Mitchell returned to Paris in the summer of 1955, where she met a group of artists which included Sam Francis, Norman Bluhm and Canadian artist Jean-Paul Riopelle. Divorced from Rosset, she and Riopelle would live together until 1979. Mitchell continued to exhibit in New York, dividing her time between New York and Paris until she eventually relocated to France in 1959. Her works made during this period, such as "Ladybug" (1957) challenged many of the ideas of the New York School. Although such works were abstract, she saw them as dealing with nature and representing the outside world rather than an interior one, and declared that her works “were about landscape, not about me.” Yet Mitchell did not wish to create a realistic view of nature, but rather to paint its effects, “what it leaves me with,” through the use of colors and brushstrokes that would evoke the sensations of landscapes. In contrast action painting, which, at the time was described as being primarily instinctual, Mitchell’s works were carefully composed, combining both planning and intuition. Despite the aesthetic of spontaneity that Mitchell employed in her work, she rejected the idea that her works reflected “action” painting, stating, “the freedom in my work is quite controlled. I don’t close my eyes and hope for the best.”

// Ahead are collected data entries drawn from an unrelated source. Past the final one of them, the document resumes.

// src/lib.rs
pub mod clock;
pub mod degree;
pub mod error;
pub mod median;
pub mod output;
pub mod parser;
pub mod store;
pub mod types;

use tracing::{debug, trace};

use crate::clock::EventClock;
use crate::degree::DegreeTable;
use crate::error::GraphResult;
use crate::median::MedianTracker;
use crate::store::WindowedEdgeStore;
use crate::types::{Edge, Event, ProcessorConfig};

/// Streaming median-degree engine over a trailing event-time window.
///
/// Feeds each incoming transaction through the window check, the edge
/// store, the degree table, and the median tracker, keeping all four
/// consistent within a single event before the next is read.
pub struct StreamProcessor {
    clock: EventClock,
    store: WindowedEdgeStore,
    degrees: DegreeTable,
    median: MedianTracker,
}

impl StreamProcessor {
    pub fn new(config: ProcessorConfig) -> Self {
        Self {
            clock: EventClock::new(config.window()),
            store: WindowedEdgeStore::new(),
            degrees: DegreeTable::new(),
            median: MedianTracker::new(),
        }
    }

    /// Apply one event and return the median degree after it.
    ///
    /// A late event (strictly older than the window floor at arrival)
    /// leaves the graph untouched and returns the unchanged median, which
    /// still gets its own output line.
    ///
    /// A self-referential event (`actor == target`) is accepted as one edge
    /// and bumps that node's degree twice.
    pub fn process(&mut self, event: Event) -> GraphResult<f64> {
        if self.clock.is_late(event.timestamp) {
            trace!(ts = %event.timestamp, "late event rejected");
            return Ok(self.median.median());
        }
        self.clock.observe(event.timestamp);

        let edge = Edge::from(event);
        let actor = self.degrees.increment(&edge.actor);
        self.median.value_changed(actor)?;
        let target = self.degrees.increment(&edge.target);
        self.median.value_changed(target)?;
        self.store.add(edge);

        if let Some(floor) = self.clock.window_floor() {
            let expired = self.store.expire_older_than(floor);
            if !expired.is_empty() {
                debug!(count = expired.len(), floor = %floor, "expired stale edges");
            }
            for edge in expired {
                let actor = self.degrees.decrement(&edge.actor)?;
                self.median.value_changed(actor)?;
                let target = self.degrees.decrement(&edge.target)?;
                self.median.value_changed(target)?;
            }
        }

        Ok(self.median.median())
    }

    /// Median without applying anything.
    pub fn current_median(&mut self) -> f64 {
        self.median.median()
    }

    pub fn active_edges(&self) -> usize {
        self.store.len()
    }

    pub fn active_nodes(&self) -> usize {
        self.degrees.len()
    }
}

#[cfg(test)]
mod tests {
    use super::*;
    use crate::types::Timestamp;
    use chrono::{TimeZone, Utc};
    use std::collections::HashMap;

    fn ts(secs: i64) -> Timestamp {
        Utc.timestamp_opt(secs, 0).unwrap()
    }

    fn event(secs: i64, actor: &str, target: &str) -> Event {
        Event {
            timestamp: ts(secs),
            actor: actor.to_string(),
            target: target.to_string(),
        }
    }

    fn processor() -> StreamProcessor {
        StreamProcessor::new(ProcessorConfig::default())
    }

    #[test]
    fn test_expiry_sequence_from_long_gap() {
        let mut p = processor();
        assert_eq!(p.process(event(0, "a", "b")).unwrap(), 1.0);
        assert_eq!(p.process(event(10, "a", "c")).unwrap(), 1.0);

        // Window floor moves to 10: the t=0 edge expires, b disappears.
        assert_eq!(p.process(event(70, "a", "d")).unwrap(), 1.0);
        assert_eq!(p.active_edges(), 2);
        assert_eq!(p.degrees.degree("a"), Some(2));
        assert_eq!(p.degrees.degree("b"), None);
        assert_eq!(p.degrees.degree("c"), Some(1));
        assert_eq!(p.degrees.degree("d"), Some(1));
    }

    #[test]
    fn test_identical_timestamps() {
        let mut p = processor();
        assert_eq!(p.process(event(0, "a", "b")).unwrap(), 1.0);
        assert_eq!(p.process(event(0, "c", "d")).unwrap(), 1.0);
        assert_eq!(p.active_nodes(), 4);
        assert_eq!(p.active_edges(), 2);
    }

    #[test]
    fn test_edge_exactly_one_window_old_survives() {
        let mut p = processor();
        p.process(event(0, "a", "b")).unwrap();
        // Floor becomes 0: the t=0 edge sits exactly on it and stays.
        assert_eq!(p.process(event(60, "c", "d")).unwrap(), 1.0);
        assert_eq!(p.active_edges(), 2);
        // One second later it is out.
        p.process(event(61, "c", "e")).unwrap();
        assert_eq!(p.degrees.degree("a"), None);
        assert_eq!(p.degrees.degree("b"), None);
    }

    #[test]
    fn test_late_event_leaves_state_untouched() {
        let mut p = processor();
        p.process(event(0, "a", "b")).unwrap();
        p.process(event(10, "a", "c")).unwrap();
        let before = p.process(event(70, "a", "d")).unwrap();

        let degrees_before: HashMap<String, u32> = p
            .degrees
            .iter()
            .map(|(node, degree)| (node.to_string(), degree))
            .collect();
        let edges_before = p.active_edges();

        // t=5 is strictly older than the floor (10): rejected.
        let median = p.process(event(5, "x", "y")).unwrap();
        assert_eq!(median, before);
        assert_eq!(p.active_edges(), edges_before);
        let degrees_after: HashMap<String, u32> = p
            .degrees
            .iter()
            .map(|(node, degree)| (node.to_string(), degree))
            .collect();
        assert_eq!(degrees_after, degrees_before);
    }

    #[test]
    fn test_self_loop_counts_twice() {
        let mut p = processor();
        assert_eq!(p.process(event(0, "a", "a")).unwrap(), 2.0);
        assert_eq!(p.degrees.degree("a"), Some(2));
        assert_eq!(p.active_nodes(), 1);

        // Its expiry symmetrically removes both increments.
        p.process(event(100, "b", "c")).unwrap();
        assert_eq!(p.degrees.degree("a"), None);
    }

    #[test]
    fn test_repeated_pair_counts_with_multiplicity() {
        let mut p = processor();
        p.process(event(0, "a", "b")).unwrap();
        let median = p.process(event(1, "a", "b")).unwrap();
        assert_eq!(median, 2.0);
        assert_eq!(p.active_edges(), 2);
        assert_eq!(p.degrees.degree("a"), Some(2));
        assert_eq!(p.degrees.degree("b"), Some(2));
    }

    #[test]
    fn test_out_of_order_within_window_is_accepted() {
        let mut p = processor();
        p.process(event(50, "a", "b")).unwrap();
        // Older than the clock but inside the window: accepted, clock holds.
        let median = p.process(event(20, "c", "d")).unwrap();
        assert_eq!(median, 1.0);
        assert_eq!(p.active_edges(), 2);
        assert_eq!(p.clock.latest(), Some(ts(50)));
    }

    #[test]
    fn test_window_empties_out_completely() {
        let mut p = processor();
        p.process(event(0, "a", "b")).unwrap();
        // The only prior edge expires; the new one stands alone.
        assert_eq!(p.process(event(1000, "c", "d")).unwrap(), 1.0);
        assert_eq!(p.active_edges(), 1);
        assert_eq!(p.active_nodes(), 2);
    }

    /// Degree consistency, window invariant, and median correctness over a
    /// randomized stream, checked against from-scratch recomputation.
    #[test]
    fn test_invariants_under_random_stream() {
        let mut rng = fastrand::Rng::with_seed(0xdeadbeef);
        let mut p = processor();
        let names = ["a", "b", "c", "d", "e", "f", "g", "h"];
        let mut clock_floor = None;

        for step in 0..2000i64 {
            // Mostly forward motion with occasional out-of-order jitter.
            let base = step / 2;
            let jitter = rng.i64(0..90);
            let secs = (base + 30 - jitter).max(0);
            let actor = names[rng.usize(0..names.len())];
            let target = names[rng.usize(0..names.len())];

            let median = p.process(event(secs, actor, target)).unwrap();

            // Monotonic clock.
            let floor = p.clock.window_floor();
            if let (Some(prev), Some(cur)) = (clock_floor, floor) {
                assert!(cur >= prev);
            }
            clock_floor = floor;

            // Window invariant: nothing older than the floor remains.
            let floor = floor.unwrap();
            assert!(p.store.iter().all(|edge| edge.timestamp >= floor));

            // Degree consistency: table matches a recount from the store.
            let mut recount: HashMap<&str, u32> = HashMap::new();
            for edge in p.store.iter() {
                *recount.entry(edge.actor.as_str()).or_insert(0) += 1;
                *recount.entry(edge.target.as_str()).or_insert(0) += 1;
            }
            assert_eq!(recount.len(), p.active_nodes());
            for (node, expected) in &recount {
                assert_eq!(p.degrees.degree(node), Some(*expected));
            }

            // Median correctness against a sorted recomputation.
            let mut degrees: Vec<u32> = recount.values().copied().collect();
            degrees.sort_unstable();
            let expected = if degrees.is_empty() {
                0.0
            } else if degrees.len() % 2 == 1 {
                degrees[degrees.len() / 2] as f64
            } else {
                (degrees[degrees.len() / 2 - 1] as f64 + degrees[degrees.len() / 2] as f64)
                    / 2.0
            };
            assert_eq!(median, expected);
        }
    }
}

Mitchell’s work has been widely exhibited in the United States and Europe. In 1974, the Whitney Museum of American Art had a ten-year retrospective of Mitchell’s work and in 1982, she had a solo exhibition at the Musee d’Art Moderne de la Ville de Paris. In 1988, the Herbert F. Johnson Museum of Art at Cornell University mounted a major retrospective exhibition of her work that traveled to several venues, including the Corcoran Gallery of Art, the San Francisco Museum of Art, and the Albright-Knox Art Gallery. In 2002, the Whitney Museum of American Art recently featured her work in a posthumous exhibition. Over a decade after her death, Mitchell’s distinctive work continues to influence several generations of artists.